IEL（Intraepithelial lymphocyte）の増加はCDの特徴の1つであり、疾患の初期に発見され、寛解の初期に消失する絨毛構造の変化よりも、CDのより敏感なパラメーターである可能性がある。ただし、上皮内リンパ球増加症はCD専用の機能ではないため、その診断的証拠はより広い臨床的状況でのみ評価できる。 IELはモノクローナル抗CD3抗体で免疫染色するのが最適である。これにより、IELカウントの精度が大幅に向上する。これは、Marsh 1病変の同定、特に血清TGAの上昇を伴う患者での通常の絨毛/陰窩比の生検の評価で特に重要である[241]。腸の生検から分離されたIELは、固形組織の研究に広く使用されている技術であるフローサイトメトリーによって測定できる[242]。上皮細胞100個あたり25〜29個のIELのカウントは境界線の増加とみなされ、30個以上のカウントはIELの明確な増加を表す[232]。
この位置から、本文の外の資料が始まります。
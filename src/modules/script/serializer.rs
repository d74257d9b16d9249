use super::nodes::{Script, Statement};

const INDENT: &str = "  ";

/// Renders a script as Lua source, two spaces per nesting level.
///
/// Lines are joined with `\n` and there is no trailing newline. Strings are
/// written as they are, without escaping quotes.
pub fn to_lua(script: &Script) -> String {
    let mut writer = LuaWriter::default();
    writer.write_all(script.statements());
    writer.lines.join("\n")
}

#[derive(Default)]
struct LuaWriter {
    lines: Vec<String>,
    depth: usize,
}

impl LuaWriter {
    fn line<T: AsRef<str>>(&mut self, text: T) {
        self.lines.push(format!("{}{}", INDENT.repeat(self.depth), text.as_ref()));
    }

    fn blank(&mut self) {
        self.lines.push(String::new());
    }

    fn block(&mut self, open: String, body: &[Statement], close: &str) {
        self.line(open);
        self.depth += 1;
        self.write_all(body);
        self.depth -= 1;
        self.line(close);
    }

    fn write_all(&mut self, statements: &[Statement]) {
        statements.iter().for_each(|s| self.write(s));
    }

    fn write(&mut self, statement: &Statement) {
        match statement {
            Statement::Comment(text) => self.line(format!("-- {text}")),
            Statement::Blank => self.blank(),
            Statement::HotkeyBind { modifiers, key, body } => {
                let mods = modifiers
                    .iter()
                    .map(|m| format!("\"{m}\""))
                    .collect::<Vec<String>>()
                    .join(",");
                self.block(format!("hs.hotkey.bind({{{mods}}}, \"{key}\", function()"), body, "end)");
            }
            Statement::KillAllExcept { keep } => {
                let keep = keep
                    .iter()
                    .map(|k| format!("[\"{k}\"]=true"))
                    .collect::<Vec<String>>()
                    .join(", ");
                self.line(format!("local toKeep = {{ {keep} }}"));
                self.line("for _, app in ipairs(hs.application.runningApplications()) do");
                self.depth += 1;
                self.line("local name = app:name()");
                self.line("if name and not toKeep[name] then app:kill() end");
                self.depth -= 1;
                self.line("end");
            }
            Statement::DoAfter { seconds, body } => {
                self.block(format!("hs.timer.doAfter({seconds}, function()"), body, "end)");
            }
            Statement::ScreenTable { entries } => {
                self.line("local screens = {");
                self.depth += 1;
                let last = entries.len().saturating_sub(1);
                for (i, e) in entries.iter().enumerate() {
                    let sep = if i < last { "," } else { "" };
                    self.line(format!("{} = hs.screen.find({}){}", e.name, e.display, sep));
                }
                self.depth -= 1;
                self.line("}");
            }
            Statement::LaunchOrFocus(app) => self.line(format!("hs.application.launchOrFocus(\"{app}\")")),
        }
    }
}

#[cfg(test)]
mod tests {
    use super::to_lua;
    use crate::modules::script::nodes::{ScreenEntry, Script, Statement};
    use pretty_assertions::assert_eq;

    #[test]
    fn test_nested_blocks() {
        let mut script = Script::new();
        script.push(Statement::do_after(
            2,
            vec![
                Statement::comment("inner"),
                Statement::Blank,
                Statement::LaunchOrFocus("Safari".to_string()),
            ],
        ));

        let expected = [
            "hs.timer.doAfter(2, function()",
            "  -- inner",
            "",
            "  hs.application.launchOrFocus(\"Safari\")",
            "end)",
        ]
        .join("\n");
        assert_eq!(to_lua(&script), expected);
    }

    #[test]
    fn test_hotkey_and_keep_list() {
        let mut script = Script::new();
        script.push(Statement::HotkeyBind {
            modifiers: vec!["cmd".to_string(), "shift".to_string()],
            key: "K".to_string(),
            body: vec![Statement::KillAllExcept {
                keep: vec!["Finder".to_string()],
            }],
        });

        let expected = [
            "hs.hotkey.bind({\"cmd\",\"shift\"}, \"K\", function()",
            "  local toKeep = { [\"Finder\"]=true }",
            "  for _, app in ipairs(hs.application.runningApplications()) do",
            "    local name = app:name()",
            "    if name and not toKeep[name] then app:kill() end",
            "  end",
            "end)",
        ]
        .join("\n");
        assert_eq!(to_lua(&script), expected);
    }

    #[test]
    fn test_screen_table_separators() {
        let mut script = Script::new();
        script.push(Statement::ScreenTable {
            entries: vec![
                ScreenEntry {
                    name: "one".to_string(),
                    display: 5,
                },
                ScreenEntry {
                    name: "two".to_string(),
                    display: 2,
                },
            ],
        });

        let expected = [
            "local screens = {",
            "  one = hs.screen.find(5),",
            "  two = hs.screen.find(2)",
            "}",
        ]
        .join("\n");
        assert_eq!(to_lua(&script), expected);
    }

    #[test]
    fn test_strings_are_not_escaped() {
        let mut script = Script::new();
        script.push(Statement::LaunchOrFocus("My \"App\"".to_string()));
        assert_eq!(to_lua(&script), "hs.application.launchOrFocus(\"My \"App\"\")");
    }
}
IELの増加は、血清学的異常を欠く軽度の炎症を伴うCDの場合、およびCDと他の免疫介在性腸疾患の鑑別診断において有用な診断バイオマーカーとなり得る。 組織学でMarsh 2〜3と一致する病変が示された場合、CDの診断が確認される。 組織学が正常（マーシュ0）またはIELカウントの増加のみを示す場合（Marsh 1）、診断を確定する前にさらにテストを実施する必要がある[186]。

5.3  HLA-DQテスト

CD固有のHLA-DQ2 / 8対立遺伝子を除き、他の遺伝子検査で説得力のある疾患の関連性は発見されていない、あるいは研究分野から臨床実践への道筋も見出されていない。CD患者の95％以上がHLA-DQ2 / 8陽性であると推定されている。しかし、DQ2 / DQ8対立遺伝子は白人集団では非常によく見られ（25％以上）が、発展途上国ではCDを発症しても約1％であり、このため、陽性のDQ2 / DQ8を使用してCDの診断を確認することはできない。たとえば、DQ2 / DQ8検査では、463人の中でCDの陽性的中率がわずか6％であることが示された[243]。
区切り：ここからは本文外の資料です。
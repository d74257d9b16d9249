use super::catalog::Catalog;
use super::commands::{WorkspaceCommand, WorkspaceCommandEnum};
use super::designer_command::{DesignerCommand, COMMANDS};
use super::error::{DesignerError, DesignerSuccess};
use super::structs::hotkey::Hotkey;
use super::structs::workspace::Workspace;
use crate::modules::display::sink::DisplaySink;
use crate::modules::export::clipboard::ClipboardWriter;
use crate::modules::export::download::{download, DOWNLOAD_MIME_TYPE};
use crate::modules::script::generator::generate;
use std::path::PathBuf;

pub const DEFAULT_PRESET_NAME: &str = "Default Workspace";
pub const COPY_CONFIRMATION: &str = "Script copied to clipboard!";

#[derive(Debug, Clone, PartialEq, Default)]
pub struct DesignerContext {
    pub workspace: Workspace,
    pub hotkey: Hotkey,
    pub catalog: Catalog,
}

/// Owns the designer state. Every command runs to completion (model, display, script)
/// before `execute` returns.
pub struct Designer<D: DisplaySink> {
    context: DesignerContext,
    display: D,
    clipboard: Box<dyn ClipboardWriter>,
    output: String,
    export_dir: PathBuf,
    config_path: Option<PathBuf>,
}

impl<D: DisplaySink> Designer<D> {
    pub fn new(context: DesignerContext, display: D, clipboard: Box<dyn ClipboardWriter>, export_dir: PathBuf) -> Self {
        let output = generate(&context.workspace, &context.hotkey);
        Designer {
            context,
            display,
            clipboard,
            output,
            export_dir,
            config_path: None,
        }
    }

    pub fn with_config_path(mut self, config_path: PathBuf) -> Self {
        self.config_path = Some(config_path);
        self
    }

    pub fn context(&self) -> &DesignerContext {
        &self.context
    }

    #[cfg(test)]
    pub fn display(&self) -> &D {
        &self.display
    }

    pub fn output(&self) -> &str {
        &self.output
    }

    pub fn execute(&mut self, command: DesignerCommand) -> Result<DesignerSuccess, DesignerError> {
        log::trace!("{:?}", command);
        match command {
            DesignerCommand::Workspace(cmd) => self.apply(cmd),
            DesignerCommand::Select(cmd) => {
                if cmd.app.is_empty() {
                    return Ok(DesignerSuccess::NoChange);
                }
                if !self.context.catalog.contains(&cmd.app) {
                    return DesignerError::AppNotInCatalog(cmd.app).into();
                }
                self.apply(cmd.into())
            }
            DesignerCommand::Show => Ok(DesignerSuccess::Message(self.display.render())),
            DesignerCommand::Script => Ok(DesignerSuccess::Message(self.output.clone())),
            DesignerCommand::Catalog => Ok(DesignerSuccess::Message(self.context.catalog.apps().join("\n"))),
            DesignerCommand::Hotkey => Ok(DesignerSuccess::Message(format!(
                "{}\n{} - Configure your apps",
                self.context.hotkey.display(),
                DEFAULT_PRESET_NAME
            ))),
            DesignerCommand::Copy => self.copy(),
            DesignerCommand::Download(dir) => self.download(dir),
            DesignerCommand::SavePreset => DesignerError::NotImplemented("Preset saving").into(),
            DesignerCommand::LoadPresets => DesignerError::NotImplemented("Preset loading").into(),
            DesignerCommand::OpenConfig => match &self.config_path {
                Some(path) => open::that(path)
                    .map(|_| DesignerSuccess::NoChange)
                    .map_err(DesignerError::from),
                None => DesignerError::Io("No configuration file in use".to_string()).into(),
            },
            DesignerCommand::Help => Ok(DesignerSuccess::Message(COMMANDS.join("\n"))),
            DesignerCommand::Quit => Ok(DesignerSuccess::Quit),
        }
    }

    /// The model is updated and the script regenerated even when the display
    /// has no widget for the zone; that case is reported as `ZoneNotFound`.
    fn apply(&mut self, command: WorkspaceCommandEnum) -> Result<DesignerSuccess, DesignerError> {
        let event = command.apply(&mut self.context.workspace)?;
        let displayed = self.display.handle(&event, &self.context.catalog);
        self.output = generate(&self.context.workspace, &self.context.hotkey);
        displayed?;
        Ok(DesignerSuccess::Updated)
    }

    fn copy(&mut self) -> Result<DesignerSuccess, DesignerError> {
        self.clipboard.write_text(&self.output).map_err(|e| {
            log::error!("Clipboard write failed: {e}");
            DesignerError::ClipboardUnavailable
        })?;
        Ok(DesignerSuccess::Message(COPY_CONFIRMATION.to_string()))
    }

    fn download(&self, dir: Option<PathBuf>) -> Result<DesignerSuccess, DesignerError> {
        let dir = dir.unwrap_or(self.export_dir.clone());
        let path = download(&dir, &self.output)?;
        log::info!("Script saved to {}", path.display());
        Ok(DesignerSuccess::Message(format!(
            "Saved {} ({})",
            path.display(),
            DOWNLOAD_MIME_TYPE
        )))
    }
}

#[cfg(test)]
mod tests {
    use super::{Designer, DesignerContext, COPY_CONFIRMATION};
    use crate::app::catalog::Catalog;
    use crate::app::designer_command::DesignerCommand;
    use crate::app::error::{DesignerError, DesignerSuccess};
    use crate::app::structs::monitor_id::MonitorId;
    use crate::app::structs::zone_id::ZoneId;
    use crate::modules::display::board::Board;
    use crate::modules::display::sink::{DisplayError, DisplayEvent, DisplaySink};
    use crate::modules::export::clipboard::ClipboardWriter;
    use crate::modules::export::download::DOWNLOAD_FILE_NAME;
    use crate::modules::script::generator::EMPTY_WORKSPACE_COMMENT;
    use std::cell::RefCell;
    use std::path::PathBuf;
    use std::rc::Rc;

    #[derive(Default)]
    struct RecordingSink {
        events: Vec<DisplayEvent>,
    }

    impl DisplaySink for RecordingSink {
        fn handle(&mut self, event: &DisplayEvent, _catalog: &Catalog) -> Result<(), DisplayError> {
            self.events.push(event.clone());
            Ok(())
        }

        fn render(&self) -> String {
            format!("{} events", self.events.len())
        }
    }

    #[derive(Clone, Default)]
    struct FakeClipboard {
        content: Rc<RefCell<Option<String>>>,
        broken: bool,
    }

    impl ClipboardWriter for FakeClipboard {
        fn write_text(&mut self, text: &str) -> Result<(), String> {
            if self.broken {
                return Err("no display".to_string());
            }
            self.content.replace(Some(text.to_string()));
            Ok(())
        }
    }

    fn board_designer() -> Designer<Board> {
        let context = DesignerContext::default();
        let board = Board::new(&context.workspace, &context.catalog);
        Designer::new(context, board, Box::new(FakeClipboard::default()), PathBuf::from("."))
    }

    fn run<D: DisplaySink>(designer: &mut Designer<D>, line: &str) -> Result<DesignerSuccess, DesignerError> {
        designer.execute(line.parse::<DesignerCommand>()?)
    }

    #[test]
    fn test_initial_output() {
        let designer = board_designer();
        assert!(designer.output().ends_with(EMPTY_WORKSPACE_COMMENT));
    }

    #[test]
    fn test_assign_updates_display_and_script() {
        let mut designer = Designer::new(
            DesignerContext::default(),
            RecordingSink::default(),
            Box::new(FakeClipboard::default()),
            PathBuf::from("."),
        );

        assert_eq!(run(&mut designer, "drop 1 top Notion"), Ok(DesignerSuccess::Updated));
        assert_eq!(designer.display().events.len(), 1);
        assert!(designer.output().contains("hs.application.launchOrFocus(\"Notion\")"));
    }

    #[test]
    fn test_unassign_last_app_restores_placeholder() {
        let mut designer = board_designer();
        run(&mut designer, "drop 2 bottom Cursor").unwrap();
        run(&mut designer, "remove 2 bottom").unwrap();

        assert!(designer.output().ends_with(EMPTY_WORKSPACE_COMMENT));
        assert!(!designer.output().contains("hs.hotkey.bind"));
        assert_eq!(designer.context().workspace.monitors_count(), 4);
    }

    #[test]
    fn test_select_checks_catalog() {
        let mut designer = board_designer();

        assert_eq!(
            run(&mut designer, "select 1 top Notepad"),
            Err(DesignerError::AppNotInCatalog("Notepad".to_string()))
        );
        assert_eq!(run(&mut designer, "select 1 top"), Ok(DesignerSuccess::NoChange));
        assert_eq!(run(&mut designer, "drop 1 top Notepad"), Ok(DesignerSuccess::Updated));
        assert!(designer.output().contains("launchOrFocus(\"Notepad\")"));
    }

    #[test]
    fn test_zone_without_widget() {
        let mut designer = board_designer();
        let res = run(&mut designer, "drop 3 left Safari");

        assert_eq!(
            res,
            Err(DesignerError::ZoneNotFound {
                monitor: 3,
                zone: "left".to_string()
            })
        );
        assert!(designer.output().contains("launchOrFocus(\"Safari\")"));
    }

    #[test]
    fn test_remove_zone_without_widget() {
        let mut designer = board_designer();
        run(&mut designer, "drop 1 top Notion").unwrap();
        run(&mut designer, "split 1 single").unwrap();

        assert_eq!(
            run(&mut designer, "remove 1 top"),
            Err(DesignerError::ZoneNotFound {
                monitor: 1,
                zone: "top".to_string()
            })
        );
        let layout = designer.context().workspace.get(MonitorId::try_from(1).unwrap());
        assert_eq!(layout.get(&ZoneId::from("top")), None);
        assert!(designer.output().ends_with(EMPTY_WORKSPACE_COMMENT));
    }

    #[test]
    fn test_invalid_monitor_keeps_state() {
        let mut designer = board_designer();
        let before = designer.context().clone();

        assert_eq!(run(&mut designer, "drop 9 top Safari"), Err(DesignerError::MonitorNotFound(9)));
        assert_eq!(designer.context(), &before);
    }

    #[test]
    fn test_split_rebuilds_board() {
        let mut designer = board_designer();
        run(&mut designer, "split 4 split-3").unwrap();

        assert_eq!(run(&mut designer, "select 4 center3 Claude"), Ok(DesignerSuccess::Updated));
        match run(&mut designer, "show") {
            Ok(DesignerSuccess::Message(board)) => assert!(board.contains("1/3          | Claude [x]")),
            other => panic!("unexpected result: {:?}", other),
        }
    }

    #[test]
    fn test_idempotent_assign() {
        let mut once = board_designer();
        let mut twice = board_designer();
        run(&mut once, "drop 1 top Notion").unwrap();
        run(&mut twice, "drop 1 top Notion").unwrap();
        run(&mut twice, "drop 1 top Notion").unwrap();

        assert_eq!(once.context(), twice.context());
        assert_eq!(once.output(), twice.output());
        assert_eq!(once.display(), twice.display());
    }

    #[test]
    fn test_copy() {
        let clipboard = FakeClipboard::default();
        let context = DesignerContext::default();
        let board = Board::new(&context.workspace, &context.catalog);
        let mut designer = Designer::new(context, board, Box::new(clipboard.clone()), PathBuf::from("."));
        run(&mut designer, "drop 1 top Notion").unwrap();

        assert_eq!(
            run(&mut designer, "copy"),
            Ok(DesignerSuccess::Message(COPY_CONFIRMATION.to_string()))
        );
        assert_eq!(clipboard.content.borrow().as_deref(), Some(designer.output()));
    }

    #[test]
    fn test_copy_failure() {
        let clipboard = FakeClipboard {
            broken: true,
            ..Default::default()
        };
        let mut designer = Designer::new(
            DesignerContext::default(),
            RecordingSink::default(),
            Box::new(clipboard),
            PathBuf::from("."),
        );

        assert_eq!(run(&mut designer, "copy"), Err(DesignerError::ClipboardUnavailable));
    }

    #[test]
    fn test_download() {
        let dir = tempfile::tempdir().unwrap();
        let mut designer = board_designer();
        run(&mut designer, "drop 1 top Notion").unwrap();
        let res = run(&mut designer, &format!("download {}", dir.path().display())).unwrap();

        let content = std::fs::read_to_string(dir.path().join(DOWNLOAD_FILE_NAME)).unwrap();
        assert_eq!(content, designer.output());
        assert!(matches!(res, DesignerSuccess::Message(m) if m.ends_with("(text/plain)")));
    }

    #[test]
    fn test_stubs_and_info() {
        let mut designer = board_designer();

        assert_eq!(
            run(&mut designer, "save-preset"),
            Err(DesignerError::NotImplemented("Preset saving"))
        );
        assert_eq!(
            run(&mut designer, "hotkey"),
            Ok(DesignerSuccess::Message(
                "⌘ + ⌥ + ⌃ + W\nDefault Workspace - Configure your apps".to_string()
            ))
        );
        assert_eq!(run(&mut designer, "quit"), Ok(DesignerSuccess::Quit));
    }
}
 CDリスク予測は、将来、一般的なHLA検査に非HLA感受性変異体を追加することにより改善される可能性がある[244]。何よりも、HLAテストはCDの存在を除外するために使用する必要がある。CDには高い負の予測値（≒97％）があるためである[245]。HLA-DQタイピングとは、リスクの高いグループにおける費用を節約する一次スクリーニングのステップであり、そこには例えば1型糖尿病、ダウン症候群、ターナー症候群などのCDに関連することが知られているような自己免疫および非自己免疫状態を持つ患者と、確認された症例をもつ第一度近親者患者を含む。さらに、他の検査に基づいた診断が明確でない場合、排他的な意味で有用な補助剤となり得る[246]。このような場合、患者がHLA-DQ2 / 8に陰性である場合、CDは一生除外することができ、さらなる調査と追跡調査は必要ない。
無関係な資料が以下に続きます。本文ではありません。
use std::fs;
use std::path::{Path, PathBuf};

pub const DOWNLOAD_FILE_NAME: &str = "hammerspoon-config.lua";
pub const DOWNLOAD_MIME_TYPE: &str = "text/plain";

/// Writes the script to `<dir>/hammerspoon-config.lua`, replacing any previous file.
pub fn download(dir: &Path, script: &str) -> std::io::Result<PathBuf> {
    if !dir.exists() {
        fs::create_dir_all(dir)?;
    }

    let path = dir.join(DOWNLOAD_FILE_NAME);
    fs::write(&path, script)?;
    Ok(path)
}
ポリメラーゼ連鎖反応（PCR）に基づく市販のDNAテストが利用可能になり、HLA-DQ2 / 8の対立遺伝子の決定が可能になった。 HLA-DQ2.2がまれであも、DQ2.5およびDQ8 [247]以外のテストに含める必要がある。 DNAは、頬スワブまたは血液サンプルの細胞から抽出され、PCRによって分析される。タグ一塩基多型、半自動化された配列特異的プライマーPCR、融解曲線解析に続くリアルタイムPCRの使用などの新しい手法により、HLAタイピングが比較的低コストで簡単かつ高速になった[186]。指示されたHLAタイピングにキャピラリー電気泳動を使用すると、試薬費用と技術時間を削減できる可能性がある[248]。すでにグルテンを含まない食事に固執している患者のCDを診断するために、いわゆるHLA-DQ2-グリアジン四量体試験が開発された[249]。ビオチン化組換えDQ2.5ヘテロダイマーは、グルテンエピトープペプチドと複合している。これらの四量体は、蛍光標識ストレプトアビジンで多量体化され、4枚の白パンで３日間攻撃された潜在的なCD患者の血液中のエピトープ特異的CD4 + T細胞を検出するために使用された。４量体結合T細胞の数はグルテンの攻撃0と6日目にフオーサイトメトリ-で測定した。この方法は既にグルテンフリー食事でそれらに設立した個人地位CD測定に正確な検知をしている。